HiRez Poll King, Carole - TAPESTRY (5.1) [SACD]

QuadraphonicQuad

Help Support QuadraphonicQuad:

This site may earn a commission from merchant affiliate links, including eBay, Amazon, and others.

Rate the SACD of Carole King - TAPESTRY


  • Total voters
    87
Here's an excerpt from a Library Of Congress interview with Lou Adler conducted in 2015 about the production of Tapestry. It's more philosophical than technical, but it is none-the-less fascinating.

“LOC: Did you work with her on finding her singing voice as a recording artist?

Carole’s voice was developed as far as it was going to or needed to be. She had a natural sound. She never sounded like she studied.

I remember the first review we got--it was horrible. I always remembered it, some writer out of Long Beach. He said she had a screechy voice and sang through her nose!

But [with her voice] there was nothing to develop. Technically, Hank Cicalo, our engineer, and I were always conscious to NOT do anything that would take away from her natural sound, or try to enhance it.

LOC: Did Carole’s singing voice and voice as a songwriter influence how you produced the album?

As a publisher for Carole, we would send out her demos, that were just her piano and voice, and we couldn’t get them back from the A&R men, producers or artists! They all wanted to keep them! So, I knew, when we started to record her, we had to stay as simple as you possibly can. I always wanted to make it sound like, whoever was listening to it, that it was just them listening to Carole singing and playing the piano. That was my direction for “Tapestry.”

LOC: What were those “Tapestry” recording sessions like?

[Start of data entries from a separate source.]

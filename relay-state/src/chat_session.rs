//! Chat-scoped (outside any topic) session bindings (spec.md §4.10): keyed
//! by user in group chats — several people can DM the same group without
//! sharing sessions — and by chat in private ones, where the chat id
//! already uniquely identifies the user. No direct original_source
//! counterpart (`topic_state.py` only covers the topic-bound case); this is
//! the non-topic sibling the prose in spec.md §4.10 also calls for,
//! structured the same way.

use std::collections::HashMap;
use std::path::Path;

use relay_core::ResumeToken;
use serde::{Deserialize, Serialize};

use crate::store::{JsonStateStore, VersionedState};

const VERSION: u32 = 1;

fn is_group(chat_id: i64) -> bool {
    chat_id < 0
}

fn session_key(chat_id: i64, owner_id: Option<i64>) -> String {
    if is_group(chat_id) {
        owner_id
            .map(|id| id.to_string())
            .unwrap_or_else(|| chat_id.to_string())
    } else {
        chat_id.to_string()
    }
}

#[derive(Debug, Clone, Serialize, Deserialize)]
struct SessionEntryDoc {
    resume: String,
}

#[derive(Debug, Clone, Default, Serialize, Deserialize)]
struct ChatEntryDoc {
    #[serde(default)]
    sessions: HashMap<String, SessionEntryDoc>,
}

#[derive(Debug, Clone, Serialize, Deserialize)]
struct ChatSessionDoc {
    version: u32,
    #[serde(default)]
    chats: HashMap<String, ChatEntryDoc>,
}

impl Default for ChatSessionDoc {
    fn default() -> Self {
        Self { version: VERSION, chats: HashMap::new() }
    }
}

impl VersionedState for ChatSessionDoc {
    const VERSION: u32 = VERSION;
    fn version(&self) -> u32 {
        self.version
    }
}

/// `(chat_id, owner_id?) → sessions: engine → resume` (spec.md §4.10),
/// for resumes that aren't bound to any forum topic.
pub struct ChatSessionStore {
    store: JsonStateStore<ChatSessionDoc>,
}

impl ChatSessionStore {
    pub fn new(path: impl AsRef<Path>) -> Self {
        Self { store: JsonStateStore::new(path.as_ref().to_path_buf()) }
    }

    pub async fn get_session_resume(
        &self,
        chat_id: i64,
        owner_id: Option<i64>,
        engine: &str,
    ) -> Option<ResumeToken> {
        let key = session_key(chat_id, owner_id);
        self.store
            .read(|doc| {
                let entry = doc.chats.get(&key)?.sessions.get(engine)?;
                if entry.resume.is_empty() {
                    return None;
                }
                Some(ResumeToken::new(engine, entry.resume.clone()))
            })
            .await
    }

    pub async fn set_session_resume(
        &self,
        chat_id: i64,
        owner_id: Option<i64>,
        token: &ResumeToken,
    ) -> std::io::Result<()> {
        let key = session_key(chat_id, owner_id);
        let engine = token.engine.as_str().to_string();
        let resume = token.value.clone();
        self.store
            .write(|doc| {
                let chat = doc.chats.entry(key).or_default();
                chat.sessions.insert(engine, SessionEntryDoc { resume });
            })
            .await
    }

    pub async fn clear_sessions(&self, chat_id: i64, owner_id: Option<i64>) -> std::io::Result<()> {
        let key = session_key(chat_id, owner_id);
        self.store
            .write(|doc| {
                if let Some(chat) = doc.chats.get_mut(&key) {
                    chat.sessions.clear();
                }
            })
            .await
    }
}

#[cfg(test)]
mod tests {
    use super::*;

    #[tokio::test]
    async fn private_chat_keys_by_chat_id() {
        let dir = tempfile::tempdir().unwrap();
        let store = ChatSessionStore::new(dir.path().join("chats.json"));
        let token = ResumeToken::new("codex", "abc");
        store.set_session_resume(555, None, &token).await.unwrap();

        assert_eq!(store.get_session_resume(555, Some(999), "codex").await, Some(token.clone()));
        assert_eq!(store.get_session_resume(555, None, "codex").await, Some(token));
    }

    #[tokio::test]
    async fn group_chat_keys_by_owner_not_chat() {
        let dir = tempfile::tempdir().unwrap();
        let store = ChatSessionStore::new(dir.path().join("chats.json"));
        let token = ResumeToken::new("codex", "abc");
        store.set_session_resume(-100, Some(42), &token).await.unwrap();

        // Same user, different group: still resolves.
        assert_eq!(store.get_session_resume(-200, Some(42), "codex").await, Some(token));
        // Different user, same group: does not.
        assert_eq!(store.get_session_resume(-100, Some(7), "codex").await, None);
    }
}
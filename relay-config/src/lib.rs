//! Configuration loaded from environment variables, mirroring the
//! teacher's `BotConfig::load`/`validate` split (spec.md §2.3).

mod cli;
mod engines;
mod projects;

pub use cli::{Cli, Commands};
pub use engines::{CodexSettings, EngineSettings, PiSettings};
pub use projects::load_projects_config;

use std::env;
use std::path::PathBuf;
use std::time::Duration;

use relay_core::{EngineId, ProjectsConfig, RelayError, Result};

/// Process-wide configuration: the values `relay`'s binary needs to build
/// a `relay_telegram::TelegramClient`, a `relay_orchestrator::EngineRegistry`,
/// and the two `relay_state` stores.
pub struct RelayConfig {
    pub bot_token: String,
    /// Telegram Bot API base URL override. Env: `RELAY_API_URL` or
    /// `TELOXIDE_API_URL` (fallback, matching the teacher's alias).
    pub api_base_url: Option<String>,
    pub log_file: PathBuf,
    /// Minimum interval between edits of the same progress message. Env:
    /// `RELAY_EDIT_INTERVAL_SECS`, default 2.
    pub edit_interval: Duration,
    pub default_engine: EngineId,
    pub engines: EngineSettings,
    pub projects: ProjectsConfig,
    pub topic_state_path: PathBuf,
    pub chat_session_state_path: PathBuf,
}

impl RelayConfig {
    /// Loads config from environment variables. If `token` is provided it
    /// overrides `RELAY_BOT_TOKEN`.
    pub fn load(token: Option<String>) -> Result<Self> {
        let bot_token = match token {
            Some(t) => t,
            None => env::var("RELAY_BOT_TOKEN")
                .map_err(|_| RelayError::Config("RELAY_BOT_TOKEN not set".to_string()))?,
        };

        let api_base_url = env::var("RELAY_API_URL")
            .or_else(|_| env::var("TELOXIDE_API_URL"))
            .ok();

        let log_file = env::var("RELAY_LOG_FILE")
            .unwrap_or_else(|_| "logs/relay.log".to_string())
            .into();

        let edit_interval_secs: u64 = env::var("RELAY_EDIT_INTERVAL_SECS")
            .ok()
            .and_then(|s| s.parse().ok())
            .unwrap_or(2);
        let edit_interval = Duration::from_secs(edit_interval_secs);

        let default_engine = env::var("RELAY_DEFAULT_ENGINE")
            .unwrap_or_else(|_| "codex".to_string())
            .into();

        let engines = EngineSettings::load();

        let projects = load_projects_config()?;

        let topic_state_path = env::var("RELAY_TOPIC_STATE_PATH")
            .unwrap_or_else(|_| "state/topics.json".to_string())
            .into();
        let chat_session_state_path = env::var("RELAY_CHAT_SESSION_STATE_PATH")
            .unwrap_or_else(|_| "state/chats.json".to_string())
            .into();

        Ok(Self {
            bot_token,
            api_base_url,
            log_file,
            edit_interval,
            default_engine,
            engines,
            projects,
            topic_state_path,
            chat_session_state_path,
        })
    }

    /// Cross-field checks that must pass before the runtime starts
    /// spawning subprocesses or talking to Telegram.
    pub fn validate(&self) -> Result<()> {
        if self.bot_token.trim().is_empty() {
            return Err(RelayError::Config("RELAY_BOT_TOKEN is empty".to_string()));
        }
        if let Some(url) = &self.api_base_url {
            if url::Url::parse(url).is_err() {
                return Err(RelayError::Config(format!(
                    "RELAY_API_URL (or TELOXIDE_API_URL) is set but not a valid URL: {url}"
                )));
            }
        }
        if self.engines.codex.is_none() && self.engines.claude_cmd.is_none()
            && self.engines.opencode_cmd.is_none() && self.engines.pi.is_none()
        {
            return Err(RelayError::Config(
                "no engine is configured (set at least one of RELAY_CODEX_CMD, RELAY_CLAUDE_CMD, RELAY_OPENCODE_CMD, RELAY_PI_CMD)".to_string(),
            ));
        }
        Ok(())
    }
}

#[cfg(test)]
mod tests {
    use super::*;
    use serial_test::serial;

    fn clear_env() {
        for var in [
            "RELAY_BOT_TOKEN",
            "RELAY_API_URL",
            "TELOXIDE_API_URL",
            "RELAY_LOG_FILE",
            "RELAY_EDIT_INTERVAL_SECS",
            "RELAY_DEFAULT_ENGINE",
            "RELAY_CODEX_CMD",
            "RELAY_CODEX_ARGS",
            "RELAY_CODEX_TITLE",
            "RELAY_CLAUDE_CMD",
            "RELAY_CLAUDE_MODEL",
            "RELAY_OPENCODE_CMD",
            "RELAY_OPENCODE_MODEL",
            "RELAY_PI_ARGS",
            "RELAY_PI_MODEL",
            "RELAY_PI_PROVIDER",
            "RELAY_PROJECTS",
            "RELAY_DEFAULT_PROJECT",
            "RELAY_TOPIC_STATE_PATH",
            "RELAY_CHAT_SESSION_STATE_PATH",
        ] {
            env::remove_var(var);
        }
    }

    #[test]
    #[serial]
    fn load_with_defaults() {
        clear_env();
        env::set_var("RELAY_BOT_TOKEN", "test-token");
        env::set_var("RELAY_CODEX_CMD", "codex");

        let config = RelayConfig::load(None).unwrap();

        assert_eq!(config.bot_token, "test-token");
        assert!(config.api_base_url.is_none());
        assert_eq!(config.log_file, PathBuf::from("logs/relay.log"));
        assert_eq!(config.edit_interval, Duration::from_secs(2));
        assert_eq!(config.default_engine, EngineId::new("codex"));
        assert_eq!(config.topic_state_path, PathBuf::from("state/topics.json"));
    }

    #[test]
    #[serial]
    fn token_argument_overrides_env() {
        clear_env();
        env::set_var("RELAY_BOT_TOKEN", "from-env");
        env::set_var("RELAY_CODEX_CMD", "codex");

        let config = RelayConfig::load(Some("from-arg".to_string())).unwrap();
        assert_eq!(config.bot_token, "from-arg");
    }

    #[test]
    #[serial]
    fn teloxide_api_url_is_accepted_as_a_fallback() {
        clear_env();
        env::set_var("RELAY_BOT_TOKEN", "test-token");
        env::set_var("RELAY_CODEX_CMD", "codex");
        env::set_var("TELOXIDE_API_URL", "https://example.test/bot");

        let config = RelayConfig::load(None).unwrap();
        assert_eq!(config.api_base_url.as_deref(), Some("https://example.test/bot"));
        config.validate().unwrap();
    }

    #[test]
    #[serial]
    fn validate_rejects_malformed_api_url() {
        clear_env();
        env::set_var("RELAY_BOT_TOKEN", "test-token");
        env::set_var("RELAY_CODEX_CMD", "codex");
        env::set_var("RELAY_API_URL", "not a url");

        let config = RelayConfig::load(None).unwrap();
        assert!(config.validate().is_err());
    }

    #[test]
    #[serial]
    fn validate_rejects_missing_bot_token() {
        clear_env();
        env::set_var("RELAY_CODEX_CMD", "codex");

        let err = RelayConfig::load(None).unwrap_err();
        assert!(matches!(err, RelayError::Config(_)));
    }

    #[test]
    #[serial]
    fn validate_rejects_no_configured_engine() {
        clear_env();
        env::set_var("RELAY_BOT_TOKEN", "test-token");

        let config = RelayConfig::load(None).unwrap();
        assert!(config.validate().is_err());
    }
}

Carole’s amazing. The most prepared of any artist I have ever worked with.

Before going into the studio, we went over the songs she had written or was writing, with an album of 12 in mind.

Obviously she plays piano and any other keyboards but then she also did the arrangements. She also sang on most of the backgrounds. Virtually anything I asked of her. I would say “Wouldn’t it be nice if we had...” and then we would have it! Not many artists are that complete. Joni Mitchell is. Maybe Neil Young. Total and complete.

LOC: For an album that has been one of the biggest, continuously selling in record history, I was surprised to learn that it didn’t cost much or take much time to record, did it?

I think we did the whole album for $22,000, around the time that was medium to low [cost]. We recorded three to four weeks, again, that was a medium to low amount of time. Carole’s very conscious of that. She doesn’t waste time. We were there to work. It’s not that she’s not loose enough to have a laugh with the musicians but she was right there, where we should have been.

It’s not always that way but we were both that kind of artist and producer.”
 
I always that that the microphone she must have used had some weird wind screen on it. She sounds so muffled to me.
Apparently NOT as evidenced by this photo taken at the Tapestry Recording session [from a PBS Special on the making of Tapestry]


R.b63c6083daa07719b0c8fe447491c836
 
Carole can do no wrong! This album rates a solid 10 from me. Yes, the surround mix could have been better, but they might have been going for a more "intimate" sound. I wish her other quad release, "Music", had also gotten the SACD treatment. The first record that bore her name as artist, that I remember, was 1962's "It Might as Well Rain Until September". Carole had written the song, and recorded the demo, to present to one of the girl groups of the day. When they balked at it, Carole was convinced to release the demo itself. It was very well received; here in South Florida, both top 40 stations played it heavily. Recently, our friends at Eric Records included it on one of their "Stereo Explosion" series CD's (Vol. 10) in DES stereo. Ya gotta hear it! I believe that's the song that put her among the ranks of singer-songwriters of the day, and she's still up there.